* [REQUIREMENT]: Will you quote precisely the lines that run from the top of the material below to the line containing "let value: Value = match", both ends included?

(SUPPLIED DATA begins)

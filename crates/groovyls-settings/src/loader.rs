//! Format-agnostic settings loading

use crate::{Error, Result, Settings};
use serde_json::Value;
use std::fs;
use std::io::ErrorKind;
use std::path::{Path, PathBuf};

/// Workspace settings file, relative to the workspace root.
pub const WORKSPACE_SETTINGS_PATH: &str = ".vscode/settings.json";

/// Platform location of the editor's user `settings.json`.
///
/// - Linux: `~/.config/Code/User/settings.json`
/// - macOS: `~/Library/Application Support/Code/User/settings.json`
/// - Windows: `%APPDATA%\Code\User\settings.json`
pub fn default_user_settings_path() -> Option<PathBuf> {
    dirs::config_dir().map(|dir| dir.join("Code").join("User").join("settings.json"))
}

impl Settings {
    /// Load a settings document from a file.
    ///
    /// Format is detected from file extension:
    /// - `.json` -> JSON, with `//` and `/* */` comments and trailing commas allowed
    /// - `.toml` -> TOML
    /// - `.yaml`, `.yml` -> YAML
    ///
    /// A blank file is an empty document.
    pub fn load(path: &Path) -> Result<Self> {
        let content = fs::read_to_string(path).map_err(|e| Error::io(path, e))?;
        Self::parse(path, &content)
    }

    /// Like [`Settings::load`] but a missing file yields `Ok(None)`.
    pub fn load_optional(path: &Path) -> Result<Option<Self>> {
        match fs::read_to_string(path) {
            Ok(content) => Self::parse(path, &content).map(Some),
            Err(e) if e.kind() == ErrorKind::NotFound => {
                tracing::debug!(?path, "No settings file found, skipping");
                Ok(None)
            }
            Err(e) => Err(Error::io(path, e)),
        }
    }

    fn parse(path: &Path, content: &str) -> Result<Self> {
        if content.trim().is_empty() {
            return Ok(Self::empty());
        }

        let extension = path
            .extension()
            .and_then(|ext| ext.to_str())
            .unwrap_or("")
            .to_lowercase();

        let parse_error = |format: &str, message: String| Error::Parse {
            path: path.to_path_buf(),
            format: format.into(),
            message,
        };

        let value: Value = match extension.as_str() {
            "json" => serde_json::from_str(&strip_jsonc(content))
                .map_err(|e| parse_error("JSON", e.to_string()))?,
            "toml" => toml::from_str(content).map_err(|e| parse_error("TOML", e.to_string()))?,
            "yaml" | "yml" => {
                serde_yaml::from_str(content).map_err(|e| parse_error("YAML", e.to_string()))?
            }
            _ => return Err(Error::UnsupportedFormat { extension }),
        };

        tracing::debug!(?path, format = %extension, "Loaded settings file");

        Self::from_value(value).ok_or_else(|| Error::NotAnObject {
            path: path.to_path_buf(),
        })
    }
}

/// Remove comments and trailing commas so editor settings parse as JSON.
///
/// String literals are copied untouched. A comma is dropped only when it
/// follows a value and precedes `}` or `]`, so `[,]`, `{,}` and `[1,,]`
/// are left for `serde_json` to reject.
fn strip_jsonc(input: &str) -> String {
    let mut out = String::with_capacity(input.len());
    let mut chars = input.chars().peekable();

    while let Some(c) = chars.next() {
        match c {
            '"' => {
                out.push(c);
                while let Some(s) = chars.next() {
                    out.push(s);
                    match s {
                        '\\' => {
                            if let Some(escaped) = chars.next() {
                                out.push(escaped);
                            }
                        }
                        '"' => break,
                        _ => {}
                    }
                }
            }
            '/' if chars.peek() == Some(&'/') => {
                for s in chars.by_ref() {
                    if s == '\n' {
                        out.push('\n');
                        break;
                    }
                }
            }
            '/' if chars.peek() == Some(&'*') => {
                chars.next();
                let mut prev = '\0';
                for s in chars.by_ref() {
                    if prev == '*' && s == '/' {
                        break;
                    }
                    prev = s;
                }
            }
            '}' | ']' => {
                // Only a comma after a value is trailing; `[,]` stays invalid.
                let keep = out
                    .trim_end()
                    .strip_suffix(',')
                    .filter(|before| !before.trim_end().ends_with(['[', '{', ',']))
                    .map(str::len);
                if let Some(len) = keep {
                    out.truncate(len);
                }
                out.push(c);
            }
            _ => out.push(c),
        }
    }

    out
}

#[cfg(test)]
mod tests {
    use super::*;
    use pretty_assertions::assert_eq;
    use rstest::rstest;
    use serde_json::json;

    #[test]
    fn strip_jsonc_removes_comments_outside_strings() {
        let input = r#"{
            // line comment
            "a": "http://example.com", /* block */
            "b": "/* not a comment */"
        }"#;
        let value: Value = serde_json::from_str(&strip_jsonc(input)).unwrap();
        assert_eq!(
            value,
            json!({"a": "http://example.com", "b": "/* not a comment */"})
        );
    }

    #[test]
    fn strip_jsonc_drops_trailing_commas() {
        let input = "{\"a\": [1, 2,], \"b\": 3, // last\n}";
        let value: Value = serde_json::from_str(&strip_jsonc(input)).unwrap();
        assert_eq!(value, json!({"a": [1, 2], "b": 3}));
    }

    #[rstest]
    #[case("[,]")]
    #[case("{,}")]
    #[case("[1,,]")]
    #[case("{\"a\": 1,, }")]
    fn strip_jsonc_leaves_stray_commas_invalid(#[case] input: &str) {
        assert!(serde_json::from_str::<Value>(&strip_jsonc(input)).is_err());
    }

    #[test]
    fn strip_jsonc_keeps_escaped_quotes() {
        let value: Value =
            serde_json::from_str(&strip_jsonc(r#"{"a": "say \"hi\" // there"}"#)).unwrap();
        assert_eq!(value, json!({"a": "say \"hi\" // there"}));
    }
}
use assert_fs::prelude::*;
use groovyls_classpath::{ADDITIONAL_LIBRARIES_KEY, Classpath, CompilerConfig, LibraryFolder};
use groovyls_settings::Settings;
use groovyls_test_utils::TestWorkspace;
use pretty_assertions::assert_eq;
use predicates::prelude::*;
use std::path::PathBuf;

#[test]
fn open_rejects_missing_and_file_paths() {
    let ws = TestWorkspace::new();
    let file = ws.write_file("lib.jar", "");

    assert!(LibraryFolder::open(ws.path("missing")).is_none());
    assert!(LibraryFolder::open(file).is_none());
    assert!(LibraryFolder::open(ws.root()).is_some());
}

#[test]
fn jars_lists_only_jar_files_sorted() {
    let temp = assert_fs::TempDir::new().unwrap();
    temp.child("libs/nested").create_dir_all().unwrap();
    temp.child("libs/b-lib.jar").touch().unwrap();
    temp.child("libs/A-LIB.JAR").touch().unwrap();
    temp.child("libs/readme.md").touch().unwrap();
    temp.child("libs/nested/deep.jar").touch().unwrap();
    temp.child("libs/folder.jar").create_dir_all().unwrap();

    let folder = LibraryFolder::open(temp.child("libs").path()).unwrap();
    let jars = folder.jars().unwrap();

    let names: Vec<_> = jars
        .iter()
        .map(|p| p.file_name().unwrap().to_string_lossy().into_owned())
        .collect();
    assert_eq!(names, vec!["A-LIB.JAR", "b-lib.jar"]);
    for jar in &jars {
        assert!(predicate::path::is_file().eval(jar));
    }
}

#[test]
fn jars_of_empty_folder_is_empty() {
    let ws = TestWorkspace::new();
    let folder = LibraryFolder::open(ws.create_dir("libs")).unwrap();
    assert!(folder.jars().unwrap().is_empty());
}

#[test]
fn jars_fails_once_folder_is_removed() {
    let ws = TestWorkspace::new();
    let dir = ws.create_dir("libs");
    let folder = LibraryFolder::open(&dir).unwrap();
    std::fs::remove_dir(&dir).unwrap();

    assert!(folder.jars().is_err());
}

#[test]
fn from_settings_follows_the_resolver() {
    let ws = TestWorkspace::new();
    let libs = ws.library_folder("libs", &["camel-core.jar"]);

    let configured = TestWorkspace::settings_with_libraries(libs.to_string_lossy().into_owned());
    let folder = LibraryFolder::from_settings(&configured).unwrap();
    assert_eq!(folder.path(), libs.as_path());

    let unset = Settings::empty();
    assert!(LibraryFolder::from_settings(&unset).is_none());

    let not_dir = Settings::empty().with(
        ADDITIONAL_LIBRARIES_KEY,
        libs.join("camel-core.jar").to_string_lossy().into_owned(),
    );
    assert!(LibraryFolder::from_settings(&not_dir).is_none());
}

#[test]
fn classpath_from_folder_collects_jars() {
    let ws = TestWorkspace::new();
    let libs = ws.library_folder("libs", &["camel-core.jar", "slf4j-api.jar", "notes.txt"]);
    let folder = LibraryFolder::open(&libs).unwrap();

    let classpath = Classpath::from_folder(Some(&folder)).unwrap();
    assert_eq!(
        classpath.entries(),
        &[libs.join("camel-core.jar"), libs.join("slf4j-api.jar")]
    );

    let joined = classpath.to_os_string().unwrap();
    let split: Vec<PathBuf> = std::env::split_paths(&joined).collect();
    assert_eq!(split, classpath.entries());
}

#[test]
fn classpath_without_folder_is_empty() {
    let classpath = Classpath::from_folder(None).unwrap();
    assert!(classpath.is_empty());
    assert_eq!(classpath.len(), 0);
}

#[test]
fn customizable_config_uses_folder_jars() {
    let ws = TestWorkspace::new();
    let libs = ws.library_folder("libs", &["camel-groovy.jar"]);
    let folder = LibraryFolder::open(&libs).unwrap();

    let config = CompilerConfig::customizable(Some(&folder)).unwrap();
    assert_eq!(config.classpath.entries(), &[libs.join("camel-groovy.jar")]);
    assert!(config.debug && config.verbose);
    assert_eq!(config.import_customizers.len(), 1);
}
//! Layered settings with scope precedence
//!
//! Mirrors how the editor merges configuration: defaults, then the user's
//! settings, then the workspace's, then explicit overrides. Later scopes
//! override earlier ones key by key.

use crate::{ConfigurationStore, Result, Settings, WORKSPACE_SETTINGS_PATH};
use serde_json::Value;
use std::path::Path;

/// Where a settings layer comes from. Ordering is merge precedence.
#[derive(Debug, Clone, Copy, PartialEq, Eq, PartialOrd, Ord, Hash)]
pub enum SettingsScope {
    Default,
    User,
    Workspace,
    Override,
}

impl SettingsScope {
    pub fn as_str(&self) -> &'static str {
        match self {
            Self::Default => "default",
            Self::User => "user",
            Self::Workspace => "workspace",
            Self::Override => "override",
        }
    }
}

impl std::fmt::Display for SettingsScope {
    fn fmt(&self, f: &mut std::fmt::Formatter<'_>) -> std::fmt::Result {
        f.write_str(self.as_str())
    }
}

/// Settings documents merged by scope.
#[derive(Debug, Clone, Default)]
pub struct LayeredSettings {
    /// Sorted by scope; layers of equal scope keep insertion order.
    layers: Vec<(SettingsScope, Settings)>,
}

impl LayeredSettings {
    pub fn new() -> Self {
        Self::default()
    }

    /// Add a layer. A later layer of the same scope overrides an earlier one.
    pub fn push(&mut self, scope: SettingsScope, settings: Settings) {
        let idx = self.layers.partition_point(|(existing, _)| *existing <= scope);
        self.layers.insert(idx, (scope, settings));
    }

    /// Builder form of [`LayeredSettings::push`].
    pub fn with_layer(mut self, scope: SettingsScope, settings: Settings) -> Self {
        self.push(scope, settings);
        self
    }

    /// Load the user settings file and the workspace's `.vscode/settings.json`.
    ///
    /// Missing files are skipped. Unparseable files are errors.
    pub fn discover(user_settings: Option<&Path>, workspace_root: Option<&Path>) -> Result<Self> {
        let mut layered = Self::new();

        if let Some(path) = user_settings {
            if let Some(settings) = Settings::load_optional(path)? {
                tracing::debug!(?path, "Loaded user settings");
                layered.push(SettingsScope::User, settings);
            }
        }

        if let Some(root) = workspace_root {
            let path = root.join(WORKSPACE_SETTINGS_PATH);
            if let Some(settings) = Settings::load_optional(&path)? {
                tracing::debug!(?path, "Loaded workspace settings");
                layered.push(SettingsScope::Workspace, settings);
            }
        }

        Ok(layered)
    }

    /// The scope whose layer provides `key`, if any.
    pub fn scope_of(&self, key: &str) -> Option<SettingsScope> {
        self.layers
            .iter()
            .rev()
            .find(|(_, settings)| settings.get(key).is_some())
            .map(|(scope, _)| *scope)
    }

    pub fn layers(&self) -> impl Iterator<Item = (SettingsScope, &Settings)> {
        self.layers.iter().map(|(scope, settings)| (*scope, settings))
    }

    pub fn is_empty(&self) -> bool {
        self.layers.is_empty()
    }
}

impl ConfigurationStore for LayeredSettings {
    fn get(&self, key: &str) -> Option<&Value> {
        self.layers
            .iter()
            .rev()
            .find_map(|(_, settings)| settings.get(key))
    }
}

#[cfg(test)]
mod tests {
    use super::*;

    const KEY: &str = "groovy.additional.libraries";

    #[test]
    fn workspace_overrides_user() {
        let layered = LayeredSettings::new()
            .with_layer(SettingsScope::Workspace, Settings::empty().with(KEY, "/ws"))
            .with_layer(SettingsScope::User, Settings::empty().with(KEY, "/user"));

        assert_eq!(layered.get_str(KEY), Some("/ws"));
        assert_eq!(layered.scope_of(KEY), Some(SettingsScope::Workspace));
    }

    #[test]
    fn lower_layer_fills_missing_key() {
        let layered = LayeredSettings::new()
            .with_layer(SettingsScope::User, Settings::empty().with(KEY, "/user"))
            .with_layer(
                SettingsScope::Workspace,
                Settings::empty().with("groovy.java.home", "/jdk"),
            );

        assert_eq!(layered.get_str(KEY), Some("/user"));
        assert_eq!(layered.scope_of(KEY), Some(SettingsScope::User));
    }

    #[test]
    fn same_scope_later_layer_wins() {
        let layered = LayeredSettings::new()
            .with_layer(SettingsScope::User, Settings::empty().with(KEY, "/first"))
            .with_layer(SettingsScope::User, Settings::empty().with(KEY, "/second"));

        assert_eq!(layered.get_str(KEY), Some("/second"));
    }

    #[test]
    fn override_beats_everything() {
        let layered = LayeredSettings::new()
            .with_layer(SettingsScope::Override, Settings::empty().with(KEY, "/cli"))
            .with_layer(SettingsScope::Workspace, Settings::empty().with(KEY, "/ws"))
            .with_layer(SettingsScope::Default, Settings::empty().with(KEY, "/default"));

        assert_eq!(layered.get_str(KEY), Some("/cli"));
        let scopes: Vec<_> = layered.layers().map(|(scope, _)| scope).collect();
        assert_eq!(
            scopes,
            vec![
                SettingsScope::Default,
                SettingsScope::Workspace,
                SettingsScope::Override
            ]
        );
    }

    #[test]
    fn empty_layers_have_no_values() {
        let layered = LayeredSettings::new();
        assert!(layered.is_empty());
        assert!(layered.get(KEY).is_none());
        assert!(layered.scope_of(KEY).is_none());
    }
}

(SUPPLIED DATA ends)

* [EXERCISE OUTPUT]:
filename crates/groovyls-settings/src/loader.rs
//! Format-agnostic settings loading

use crate::{Error, Result, Settings};
use serde_json::Value;
use std::fs;
use std::io::ErrorKind;
use std::path::{Path, PathBuf};

/// Workspace settings file, relative to the workspace root.
pub const WORKSPACE_SETTINGS_PATH: &str = ".vscode/settings.json";

/// Platform location of the editor's user `settings.json`.
///
/// - Linux: `~/.config/Code/User/settings.json`
/// - macOS: `~/Library/Application Support/Code/User/settings.json`
/// - Windows: `%APPDATA%\Code\User\settings.json`
pub fn default_user_settings_path() -> Option<PathBuf> {
    dirs::config_dir().map(|dir| dir.join("Code").join("User").join("settings.json"))
}

impl Settings {
    /// Load a settings document from a file.
    ///
    /// Format is detected from file extension:
    /// - `.json` -> JSON, with `//` and `/* */` comments and trailing commas allowed
    /// - `.toml` -> TOML
    /// - `.yaml`, `.yml` -> YAML
    ///
    /// A blank file is an empty document.
    pub fn load(path: &Path) -> Result<Self> {
        let content = fs::read_to_string(path).map_err(|e| Error::io(path, e))?;
        Self::parse(path, &content)
    }

    /// Like [`Settings::load`] but a missing file yields `Ok(None)`.
    pub fn load_optional(path: &Path) -> Result<Option<Self>> {
        match fs::read_to_string(path) {
            Ok(content) => Self::parse(path, &content).map(Some),
            Err(e) if e.kind() == ErrorKind::NotFound => {
                tracing::debug!(?path, "No settings file found, skipping");
                Ok(None)
            }
            Err(e) => Err(Error::io(path, e)),
        }
    }

    fn parse(path: &Path, content: &str) -> Result<Self> {
        if content.trim().is_empty() {
            return Ok(Self::empty());
        }

        let extension = path
            .extension()
            .and_then(|ext| ext.to_str())
            .unwrap_or("")
            .to_lowercase();

        let parse_error = |format: &str, message: String| Error::Parse {
            path: path.to_path_buf(),
            format: format.into(),
            message,
        };

        let value: Value = match extension.as_str() {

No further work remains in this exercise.